▶ _Work instruction_: Your task is to copy the stretch of lines in the records below that begins with the line containing "segments — it writes" and ends with the line containing "pub const TOMBSTONE: &[u8]", exactly as written, with nothing added.

▶ _Material shown_:

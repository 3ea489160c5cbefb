/// Raw key bytes.
pub type Key = Vec<u8>;

/// Raw value bytes.
pub type Value = Vec<u8>;

/// Reserved value prefix marking a key as logically deleted.
///
/// A delete doesn't remove the key from the memtable or segments — it writes
/// the key back with a value carrying this prefix. Every reader that can
/// surface a raw value must check [`is_tombstone`] and treat a match as
/// "key absent". The prefix starts with 0x1E (the ASCII record separator),
/// which keeps it out of the way of ordinary text values.
pub const TOMBSTONE: &[u8] = b"\x1ETOMB";

/// Whether a raw value is a tombstone (starts with the reserved prefix).
pub fn is_tombstone(value: &[u8]) -> bool {
    value.starts_with(TOMBSTONE)
}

▶ _Written solution_:
/// A delete doesn't remove the key from the memtable or segments — it writes
/// the key back with a value carrying this prefix. Every reader that can
/// surface a raw value must check [`is_tombstone`] and treat a match as
/// "key absent". The prefix starts with 0x1E (the ASCII record separator),
/// which keeps it out of the way of ordinary text values.
pub const TOMBSTONE: &[u8] = b"\x1ETOMB";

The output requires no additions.